Durban, Pam Rosa
In a Faulknerian way, Durban tries new ways of communicating timeless and impressive experiments in storytelling.
Novelist, short story writer, educator. Durban was born in Aiken, South Carolina on March 4, 1947, the daughter of Frampton Wyman Durban, a real estate appraiser, and Maria Hertwig. The writer grew up in Aiken, where her family has lived for generations. In the family tradition, she attended a Catholic grade school, St. Mary Help of Christians. She left Aiken to attend the University of North Carolina, Greensboro, where she earned her bachelor’s degree in 1969.
In the 1970s she wrote as a freelancer for Osceola, a newspaper published by people associated with Clemson University, followed by a stint as a contributing editor for the Atlanta Gazette (1974–1975). In Atlanta she taped interviews with women in a textile mill community and published them as Cabbagetown Families (1976). Portions of the book were made into a play called Cabbagetown: Three Women. She attended the Writers’ Workshop at the University of Iowa, from which she received her M.F.A. in 1979. On June 18, 1983, she married Frank H. Hunter, a photographer. Their son, Wylie, was born in July 1987, and she received a Whiting Writer’s Award the same year. She was a founding editor of the magazine Five Points and served as its fiction editor from 1996 to 2001. Durban has taught creative writing at the University of New York at Geneseo (1979–1980), Murray State (1980–1981), Ohio University at Athens (1981–1986), and Georgia State University (1986–2001), where she was awarded an NEA Fellowship in 1998. In 2001 she became the Doris Betts Distinguished Professor of Creative Writing at the University of North Carolina at Chapel Hill.
Throughout the early 1980s Durban published short stories in periodicals, and in 1985 she collected seven of them in All Set about with Fever Trees, and Other Stories. The well-received tales are mostly set in the South, and the South Carolina roots are evident. In a Faulknerian way, Durban tries new ways of communicating timeless and impressive experiments in storytelling. The Laughing Place (1993), her first novel, is a stylistic triumph with its graceful and poetical narrative voice. It is a story about a woman who returns to her hometown in South Carolina to learn about her birthplace, her father’s life, and the family secrets. The novel is a major statement on the southern obsession with the past.
On the publication of her second novel, So Far Back (2000), Durban said: “I’ve been influenced by my upbringing in all sorts of ways, and I became especially aware of that when I was writing So Far Back. That book deals with what I see as some fundamental South Carolina attitudes, and I realized as I was writing it that I’m very conversant with them all.” The novel is about the last descendant of an old Charleston family and her life up to 1989. Through the diary of an ancestor from the 1830s (with an emphasis on 1837), she discovers how her life is entangled in the family history. For that outstanding novel, Durban was awarded the Lillian Smith Award for Fiction.

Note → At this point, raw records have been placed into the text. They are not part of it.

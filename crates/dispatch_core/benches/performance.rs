//! Performance benchmarks for dispatch_core using Criterion.rs.

use criterion::{black_box, criterion_group, criterion_main, BenchmarkId, Criterion};
use dispatch_core::batching::{BatchBuilder, BatchConfig};
use dispatch_core::dispatch::{DispatchConfig, DispatchCoordinator};
use dispatch_core::geo::GeoPoint;
use dispatch_core::test_helpers::{scattered_orders, test_unit};

fn demo_fleet(count: usize) -> Vec<dispatch_core::model::MobileFulfillmentUnit> {
    (0..count)
        .map(|i| {
            let lat = 40.60 + (i as f64) * 0.3 / count.max(1) as f64;
            test_unit(&format!("mfu-{i}"), GeoPoint::new(lat, -74.0), 20)
        })
        .collect()
}

fn bench_dispatch_cycle(c: &mut Criterion) {
    let scenarios = vec![("small", 50, 5), ("medium", 200, 20), ("large", 1000, 80)];

    let mut group = c.benchmark_group("dispatch_cycle");
    for (name, orders, units) in scenarios {
        group.bench_with_input(
            BenchmarkId::from_parameter(name),
            &(orders, units),
            |b, &(orders, units)| {
                let order_book = scattered_orders(orders, 42);
                let fleet = demo_fleet(units);
                let coordinator = DispatchCoordinator::new(DispatchConfig::default());
                b.iter(|| {
                    black_box(
                        coordinator
                            .dispatch(order_book.clone(), fleet.clone())
                            .expect("dispatch"),
                    );
                });
            },
        );
    }
    group.finish();
}

fn bench_batch_builder(c: &mut Criterion) {
    let builder = BatchBuilder::new(BatchConfig::default());
    let order_book = scattered_orders(500, 7);

    c.bench_function("batch_builder_500_orders", |b| {
        b.iter(|| {
            black_box(builder.build(order_book.clone()));
        });
    });
}

criterion_group!(benches, bench_dispatch_cycle, bench_batch_builder);
criterion_main!(benches);
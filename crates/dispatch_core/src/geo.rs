//! Geographic primitives: coordinates, haversine distance, and the
//! distance-to-duration conversion used by the offline estimator.
//!
//! Distances are cached in a global LRU keyed by the coordinate bit patterns,
//! so repeated lookups for the same pair (batch admission checks, nearest
//! neighbour scans) stay cheap.

use std::num::NonZeroUsize;
use std::sync::{Mutex, OnceLock};

use lru::LruCache;
use serde::{Deserialize, Serialize};

/// Mean earth radius in kilometres.
const EARTH_RADIUS_KM: f64 = 6371.0;

/// A WGS84 latitude/longitude pair in decimal degrees.
#[derive(Debug, Clone, Copy, PartialEq, Serialize, Deserialize)]
pub struct GeoPoint {
    pub lat: f64,
    pub lng: f64,
}

impl GeoPoint {
    pub const fn new(lat: f64, lng: f64) -> Self {
        Self { lat, lng }
    }

    /// True when both components are finite and within WGS84 bounds.
    pub fn is_valid(&self) -> bool {
        self.lat.is_finite()
            && self.lng.is_finite()
            && (-90.0..=90.0).contains(&self.lat)
            && (-180.0..=180.0).contains(&self.lng)
    }

    /// Bit-pattern key for cache maps (f64 is not hashable directly).
    fn key(&self) -> (u64, u64) {
        (self.lat.to_bits(), self.lng.to_bits())
    }
}

/// Uncached haversine distance (internal use).
fn distance_km_uncached(a: GeoPoint, b: GeoPoint) -> f64 {
    let (lat1, lng1) = (a.lat.to_radians(), a.lng.to_radians());
    let (lat2, lng2) = (b.lat.to_radians(), b.lng.to_radians());
    let dlat = lat2 - lat1;
    let dlng = lng2 - lng1;
    let sin_dlat = (dlat * 0.5).sin();
    let sin_dlng = (dlng * 0.5).sin();
    let h = sin_dlat * sin_dlat + lat1.cos() * lat2.cos() * sin_dlng * sin_dlng;
    let c = 2.0 * h.sqrt().atan2((1.0 - h).sqrt());
    EARTH_RADIUS_KM * c
}

/// Global distance cache (50,000 entries).
fn get_distance_cache() -> &'static Mutex<LruCache<((u64, u64), (u64, u64)), f64>> {
    static CACHE: OnceLock<Mutex<LruCache<((u64, u64), (u64, u64)), f64>>> = OnceLock::new();
    CACHE.get_or_init(|| {
        Mutex::new(LruCache::new(
            NonZeroUsize::new(50_000).expect("cache size must be non-zero"),
        ))
    })
}

/// Haversine distance in kilometres between two points, with LRU caching.
///
/// Uses a symmetric key (smaller bit pattern first) to maximise cache hits.
pub fn distance_km(a: GeoPoint, b: GeoPoint) -> f64 {
    let (ka, kb) = (a.key(), b.key());
    let key = if ka <= kb { (ka, kb) } else { (kb, ka) };

    let mut cache = match get_distance_cache().lock() {
        Ok(guard) => guard,
        Err(_) => return distance_km_uncached(a, b), // Fallback: compute without cache if mutex poisoned
    };

    *cache.get_or_insert(key, || distance_km_uncached(a, b))
}

/// Convert a distance to an estimated travel time in minutes at the given
/// average speed. Speeds at or below zero are clamped to walking pace.
pub fn duration_minutes(distance_km: f64, speed_kmh: f64) -> f64 {
    if distance_km <= 0.0 {
        return 0.0;
    }
    (distance_km / speed_kmh.max(1.0)) * 60.0
}
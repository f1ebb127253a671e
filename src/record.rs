//! Stamps canonical records with origin provenance and a fresh identifier

use rust_decimal::Decimal;
use uuid::Uuid;

use crate::model::{Action, Activity, Asset, OriginType};

/// Everything an adapter knows about an activity before provenance is added.
#[derive(Debug, Clone)]
pub struct ActivityDraft {
    pub action: Action,
    pub amount: Decimal,
    pub currency: String,
    pub date: Option<String>,
    pub transaction_type: Option<String>,
    pub status: Option<String>,
    pub details: Option<serde_json::Value>,
}

/// Composed into each adapter; carries the fixed origin tag.
#[derive(Debug, Clone)]
pub struct RecordStamper {
    origin_type: OriginType,
    origin_name: String,
}

impl RecordStamper {
    pub fn exchange(name: &str) -> Self {
        RecordStamper {
            origin_type: OriginType::Exchange,
            origin_name: name.to_string(),
        }
    }

    pub fn wallet(name: &str) -> Self {
        RecordStamper {
            origin_type: OriginType::Wallet,
            origin_name: name.to_string(),
        }
    }

    pub fn origin_name(&self) -> &str {
        &self.origin_name
    }

    pub fn asset(&self, name: &str, symbol: &str, balance: Decimal, value: Decimal) -> Asset {
        Asset {
            id: Uuid::new_v4(),
            origin_type: self.origin_type,
            origin_name: self.origin_name.clone(),
            name: name.to_string(),
            symbol: symbol.to_string(),
            balance,
            value,
        }
    }

    pub fn activity(&self, draft: ActivityDraft) -> Activity {
        Activity {
            id: Uuid::new_v4(),
            origin_type: self.origin_type,
            origin_name: self.origin_name.clone(),
            action: draft.action,
            amount: draft.amount,
            currency: draft.currency,
            date: draft.date,
            transaction_type: draft.transaction_type,
            status: draft.status,
            details: draft.details,
        }
    }
}

#[cfg(test)]
mod tests {
    use super::*;
    use rust_decimal_macros::dec;

    #[test]
    fn test_asset_carries_origin_and_unique_id() {
        let stamper = RecordStamper::exchange("Binance");

        let first = stamper.asset("Bitcoin", "BTC", dec!(1), dec!(30000));
        let second = stamper.asset("Ethereum", "ETH", dec!(2), dec!(4000));

        assert_eq!(first.origin_type, OriginType::Exchange);
        assert_eq!(first.origin_name, "Binance");
        assert_ne!(first.id, second.id);
    }

    #[test]
    fn test_activity_carries_origin() {
        let stamper = RecordStamper::wallet("cold storage");

        let activity = stamper.activity(ActivityDraft {
            action: Action::Out,
            amount: dec!(0.25),
            currency: "BTC".to_string(),
            date: Some("2023-01-01T00:00:00.000Z".to_string()),
            transaction_type: Some("Transaction".to_string()),
            status: Some("Confirmed".to_string()),
            details: None,
        });

        assert_eq!(activity.origin_type, OriginType::Wallet);
        assert_eq!(activity.origin_name, "cold storage");
        assert_eq!(activity.action, Action::Out);
    }
}
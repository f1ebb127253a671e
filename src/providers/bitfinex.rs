//! Bitfinex exchange adapter.
//!
//! The v2 API encodes records as positional JSON arrays; field offsets
//! follow the published wire format for wallets and movements.

use async_trait::async_trait;
use chrono::Utc;
use rust_decimal::Decimal;
use serde_json::{Value, json};
use std::str::FromStr;
use tracing::{debug, instrument, warn};

use crate::config::ExchangeCredential;
use crate::error::{Error, Result};
use crate::model::{Action, Activity, Asset};
use crate::names::display_name;
use crate::price::rate_for;
use crate::providers::util::format_timestamp_millis;
use crate::providers::{Provider, ProviderContext, sign};
use crate::record::{ActivityDraft, RecordStamper};

const PROVIDER: &str = "Bitfinex";

// Wallet row offsets.
const WALLET_CURRENCY: usize = 1;
const WALLET_BALANCE: usize = 2;

// Movement row offsets.
const MOVEMENT_ID: usize = 0;
const MOVEMENT_CURRENCY: usize = 1;
const MOVEMENT_CURRENCY_NAME: usize = 2;
const MOVEMENT_MTS_STARTED: usize = 5;
const MOVEMENT_MTS_UPDATED: usize = 6;
const MOVEMENT_STATUS: usize = 9;
const MOVEMENT_AMOUNT: usize = 12;
const MOVEMENT_FEES: usize = 13;
const MOVEMENT_DESTINATION: usize = 16;
const MOVEMENT_TRANSACTION_ID: usize = 20;
const MOVEMENT_NOTE: usize = 21;

pub struct BitfinexProvider {
    base_url: String,
    api_key: String,
    api_secret: String,
    stamper: RecordStamper,
    ctx: ProviderContext,
}

fn field(row: &Value, index: usize) -> Value {
    row.get(index).cloned().unwrap_or(Value::Null)
}

fn field_str(row: &Value, index: usize) -> Option<String> {
    row.get(index)
        .and_then(Value::as_str)
        .map(str::to_string)
}

fn field_i64(row: &Value, index: usize) -> Option<i64> {
    row.get(index).and_then(Value::as_i64)
}

/// Amounts arrive as JSON numbers; parse their decimal rendering rather
/// than routing the value through binary floating point arithmetic.
fn field_decimal(row: &Value, index: usize) -> Result<Decimal> {
    match row.get(index) {
        Some(Value::Number(number)) => Decimal::from_str(&number.to_string())
            .map_err(|_| Error::InvalidNumeric(number.to_string())),
        Some(Value::String(text)) => {
            Decimal::from_str(text).map_err(|_| Error::InvalidNumeric(text.clone()))
        }
        other => Err(Error::InvalidNumeric(format!("{other:?}"))),
    }
}

impl BitfinexProvider {
    pub fn new(base_url: &str, credential: &ExchangeCredential, ctx: ProviderContext) -> Self {
        BitfinexProvider {
            base_url: base_url.to_string(),
            api_key: credential.api_key.clone(),
            api_secret: credential.api_secret.clone(),
            stamper: RecordStamper::exchange(PROVIDER),
            ctx,
        }
    }

    /// Authenticated POST; the signature covers `/api` + endpoint + nonce +
    /// raw body, HMAC-SHA384 hex.
    async fn auth_post(&self, endpoint: &str) -> Result<Vec<Value>> {
        let nonce = Utc::now().timestamp_millis().to_string();
        let body = "{}";
        let payload = format!("/api{endpoint}{nonce}{body}");
        let signature = sign::hmac_sha384_hex(self.api_secret.as_bytes(), &payload);

        debug!(endpoint, "Calling Bitfinex endpoint");
        let client = reqwest::Client::builder()
            .user_agent(crate::USER_AGENT)
            .timeout(crate::HTTP_TIMEOUT)
            .build()?;
        let response = client
            .post(format!("{}{}", self.base_url, endpoint))
            .header("bfx-nonce", nonce)
            .header("bfx-apikey", &self.api_key)
            .header("bfx-signature", signature)
            .header("Content-Type", "application/json")
            .body(body)
            .send()
            .await?;

        let status = response.status();
        let text = response.text().await?;
        if !status.is_success() {
            return Err(Error::Api {
                provider: PROVIDER,
                message: format!("HTTP {status}: {text}"),
            });
        }
        Ok(serde_json::from_str(&text)?)
    }

    async fn movements(&self) -> Result<Vec<Activity>> {
        let rows = self.auth_post("/v2/auth/r/movements/hist").await?;

        let mut activities = Vec::with_capacity(rows.len());
        for row in rows {
            let amount = match field_decimal(&row, MOVEMENT_AMOUNT) {
                Ok(amount) => amount,
                Err(err) => {
                    warn!(error = %err, "skipping movement with unusable amount");
                    continue;
                }
            };
            let currency = field_str(&row, MOVEMENT_CURRENCY).unwrap_or_default();
            let transaction_id =
                field_str(&row, MOVEMENT_TRANSACTION_ID).unwrap_or_default();

            let details = json!({
                "raw": {
                    "id": field(&row, MOVEMENT_ID),
                    "currency": field(&row, MOVEMENT_CURRENCY),
                    "currencyName": field(&row, MOVEMENT_CURRENCY_NAME),
                    "mtsStarted": field(&row, MOVEMENT_MTS_STARTED),
                    "mtsUpdated": field(&row, MOVEMENT_MTS_UPDATED),
                    "status": field(&row, MOVEMENT_STATUS),
                    "amount": field(&row, MOVEMENT_AMOUNT),
                    "fees": field(&row, MOVEMENT_FEES),
                    "destinationAddress": field(&row, MOVEMENT_DESTINATION),
                    "transactionId": field(&row, MOVEMENT_TRANSACTION_ID),
                    "note": field(&row, MOVEMENT_NOTE),
                },
            });

            activities.push(self.stamper.activity(ActivityDraft {
                action: Action::Transferred,
                amount,
                currency,
                date: field_i64(&row, MOVEMENT_MTS_STARTED).and_then(format_timestamp_millis),
                transaction_type: Some(format!("txid: {transaction_id}")),
                status: field_str(&row, MOVEMENT_STATUS),
                details: Some(details),
            }));
        }
        Ok(activities)
    }
}

#[async_trait]
impl Provider for BitfinexProvider {
    fn origin_name(&self) -> &str {
        self.stamper.origin_name()
    }

    #[instrument(name = "BitfinexAssets", skip(self))]
    async fn all_assets(&self) -> Result<Vec<Asset>> {
        let rows = self.auth_post("/v2/auth/r/wallets").await?;
        if rows.is_empty() {
            return Ok(Vec::new());
        }

        let symbols: Vec<String> = rows
            .iter()
            .filter_map(|row| field_str(row, WALLET_CURRENCY))
            .collect();
        let rates = self.ctx.rates.rates(&symbols, &self.ctx.fiat).await?;

        let mut assets = Vec::new();
        for row in &rows {
            let Some(symbol) = field_str(row, WALLET_CURRENCY) else {
                continue;
            };
            let balance = match field_decimal(row, WALLET_BALANCE) {
                Ok(balance) => balance,
                Err(err) => {
                    warn!(symbol, error = %err, "skipping wallet with unusable balance");
                    continue;
                }
            };
            if balance.is_zero() {
                continue;
            }

            let name = display_name(
                self.ctx.names.as_ref(),
                &symbol,
                &self.ctx.fallback_name,
            )
            .await;
            let value = balance * rate_for(&rates, &symbol, &self.ctx.fiat);
            assets.push(self.stamper.asset(&name, &symbol, balance, value));
        }
        Ok(assets)
    }

    #[instrument(name = "BitfinexActivities", skip(self))]
    async fn all_activities(&self) -> Result<Vec<Activity>> {
        match self.movements().await {
            Ok(activities) => Ok(activities),
            Err(err) => {
                warn!(error = %err, "Bitfinex movements unavailable");
                Ok(Vec::new())
            }
        }
    }
}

In The Tree of Forgetfulness (2012), her third novel, Durban focuses on the racially motivated killings of the Lowmans, one woman and two men, who were dragged out of jail by a mob and shot in Aiken County, South Carolina, on Oct. 8, 1926. The case was highlighted with thirty front-page stories in the New York World. The novel moves between 1926 and 1943 in order to show the secrecy, the lingering complicity, the denial, and the slow erasure of the murders from the communal memory. In her creation of the right characters, Durban manages to flesh out the haunting past in convincing detail, so it becomes an essential part of our mental make-up today: would we, if we were there as one of the seventeen complicit in the mob violence, have actively participated, have felt guilty, and have tried to forget? Durban excels in small town satire, particularly through Minnie Settles, the help, and “the curious grandchild,” who could be a portrait of the author herself.
Durban is working on a book of nonfiction, primarily of a biographical nature, of which the sections “The Old King,” “Veterans,” “Clocks,” and “A Southern Story” have already been published. She is also completing her second collection of short stories, tentatively titled “Soon” and Other Stories, which includes the award-winning title story and the highly praised stories “Gravity” and “The Jap Room.”
Gretlund, Jan Nordby. “Lines Out across the Gap: An Interview with Pam Durban.” American Studies in Scandinavia 38, no. 2 (2006): 104–9.
–––. “Pam Durban: So Far Back.” Still in Print: The Southern Novel Today. Ed. Jan Nordby Gretlund. Columbia: University of South Carolina Press, 2010: 58–72.
Reid, Cheryl. “Making Fictions: An Interview with Pam Durban.” Carolina Quarterly 52 (summer 2000): 61–77.